* Exercise objective
If a line of the data below holds the word "docs", list it.

[Recorded data]

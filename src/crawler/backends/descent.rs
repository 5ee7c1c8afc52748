//! Manual descent
//!
//! A second browser pass that treats every `href` and `src` on a page as a lead. Each
//! URL on the target's host not seen before is emitted; it is also visited unless its
//! path is the site root or ends in `/`. Links are resolved against the page the browser
//! landed on but always compared with the target, so a redirect off-site ends that branch.
//! Visits are driven by an explicit worklist, so depth is bounded only by the site and
//! the global timeout.

use super::browser::{browser_error, BrowserSession, PageLoader};
use super::{BackendError, FetchBackend, FetchContext};
use crate::crawler::parser::extract_resource_links;
use crate::url::same_host;
use async_trait::async_trait;
use std::collections::HashSet;
use url::Url;

const NAME: &str = "descent";

/// Worklist-driven descent over rendered pages
#[derive(Debug, Clone, Copy, Default)]
pub struct DescentBackend;

/// Returns true if the descent should visit a discovered URL
///
/// Directory-like paths are emitted but not visited.
///
/// # Examples
///
/// ```
/// use sitetrawl::crawler::backends::should_descend;
/// use url::Url;
///
/// assert!(should_descend(&Url::parse("http://example.com/about").unwrap()));
/// assert!(!should_descend(&Url::parse("http://example.com/").unwrap()));
/// assert!(!should_descend(&Url::parse("http://example.com/blog/").unwrap()));
/// ```
pub fn should_descend(url: &Url) -> bool {
    let path = url.path();
    path != "/" && !path.ends_with('/')
}

#[async_trait]
impl FetchBackend for DescentBackend {
    fn name(&self) -> &'static str {
        NAME
    }

    async fn discover(&self, target: &Url, ctx: &FetchContext) -> Result<(), BackendError> {
        let session = BrowserSession::launch(ctx.config())
            .await
            .map_err(browser_error)?;

        let result = descend(&session, target, ctx).await;
        session.close().await;
        result
    }
}

async fn descend<L: PageLoader>(
    loader: &L,
    target: &Url,
    ctx: &FetchContext,
) -> Result<(), BackendError> {
    let mut worklist = vec![target.clone()];
    let mut visited = HashSet::from([target.to_string()]);

    while let Some(url) = worklist.pop() {
        let page = match loader.visit(&url).await {
            Ok(page) => page,
            Err(e) if url == *target => return Err(browser_error(e)),
            Err(e) => {
                ctx.report_failure(NAME, &browser_error(e));
                continue;
            }
        };

        let mut next = Vec::new();
        for link in extract_resource_links(&page.html, &page.final_url) {
            if !same_host(&link, target) || !visited.insert(link.to_string()) {
                continue;
            }

            ctx.emit(NAME, link.clone());
            if should_descend(&link) {
                next.push(link);
            }
        }

        // Reverse so pages are visited in document order
        worklist.extend(next.into_iter().rev());
    }

    Ok(())
}

#[cfg(test)]
mod tests {
    use super::*;
    use crate::crawler::backends::browser::tests::CannedPages;
    use crate::crawler::backends::tests::context;

    fn url(s: &str) -> Url {
        Url::parse(s).unwrap()
    }

    fn site() -> CannedPages {
        CannedPages::default()
            .page(
                "http://example.com/",
                r#"<a href="/a">a</a>
                   <a href="/docs/">docs</a>
                   <a href="/r">sign in</a>
                   <a href="http://other.com/x">elsewhere</a>"#,
            )
            .page(
                "http://example.com/a",
                r#"<a href="/">home</a><a href="/a">self</a><a href="/b">b</a>"#,
            )
            .page(
                "http://example.com/b",
                r#"<a href="/a">back</a><img src="/gone">"#,
            )
            .redirect(
                "http://example.com/r",
                "http://other.test/p",
                r#"<a href="/q">q</a><a href="http://other.test/s">s</a>"#,
            )
    }

    #[test]
    fn test_should_descend() {
        assert!(should_descend(&url("http://example.com/page.html")));
        assert!(should_descend(&url("http://example.com/a/b")));
        assert!(!should_descend(&url("http://example.com")));
        assert!(!should_descend(&url("http://example.com/docs/")));
    }

    #[tokio::test]
    async fn test_descent_worklist() {
        let pages = site();
        let (ctx, owner) = context(None);
        let target = url("http://example.com/");

        descend(&pages, &target, &ctx).await.unwrap();
        drop(ctx);
        let outcome = owner.finish().await;

        // Depth first, each page once, directories emitted but never opened
        assert_eq!(
            pages.visits(),
            vec![
                "http://example.com/",
                "http://example.com/a",
                "http://example.com/b",
                "http://example.com/gone",
                "http://example.com/r",
            ]
        );

        let mut accepted: Vec<String> = outcome.accepted.iter().map(Url::to_string).collect();
        accepted.sort();
        assert_eq!(
            accepted,
            vec![
                "http://example.com/a",
                "http://example.com/b",
                "http://example.com/docs/",
                "http://example.com/gone",
                "http://example.com/r",
            ]
        );
        assert_eq!(outcome.duplicates, 0);
        assert_eq!(outcome.reported_errors, 1);
    }

    #[tokio::test]
    async fn test_descent_stops_at_off_site_redirect() {
        let pages = site();
        let (ctx, owner) = context(None);

        descend(&pages, &url("http://example.com/"), &ctx)
            .await
            .unwrap();
        drop(ctx);
        let outcome = owner.finish().await;

        assert!(pages.visits().iter().all(|v| !v.contains("other.")));
        assert!(outcome
            .accepted
            .iter()
            .all(|u| u.host_str() == Some("example.com")));
    }

    #[tokio::test]
    async fn test_descent_root_failure_is_returned() {
        let pages = CannedPages::default();
        let (ctx, owner) = context(None);

        let result = descend(&pages, &url("http://example.com/"), &ctx).await;
        assert!(matches!(result, Err(BackendError::Browser(_))));

        drop(ctx);
        let outcome = owner.finish().await;
        assert!(outcome.accepted.is_empty());
        assert_eq!(outcome.reported_errors, 0);
    }
}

[/Recorded data]

* Answer area
                   <a href="/docs/">docs</a>
        assert!(!should_descend(&url("http://example.com/docs/")));
                "http://example.com/docs/",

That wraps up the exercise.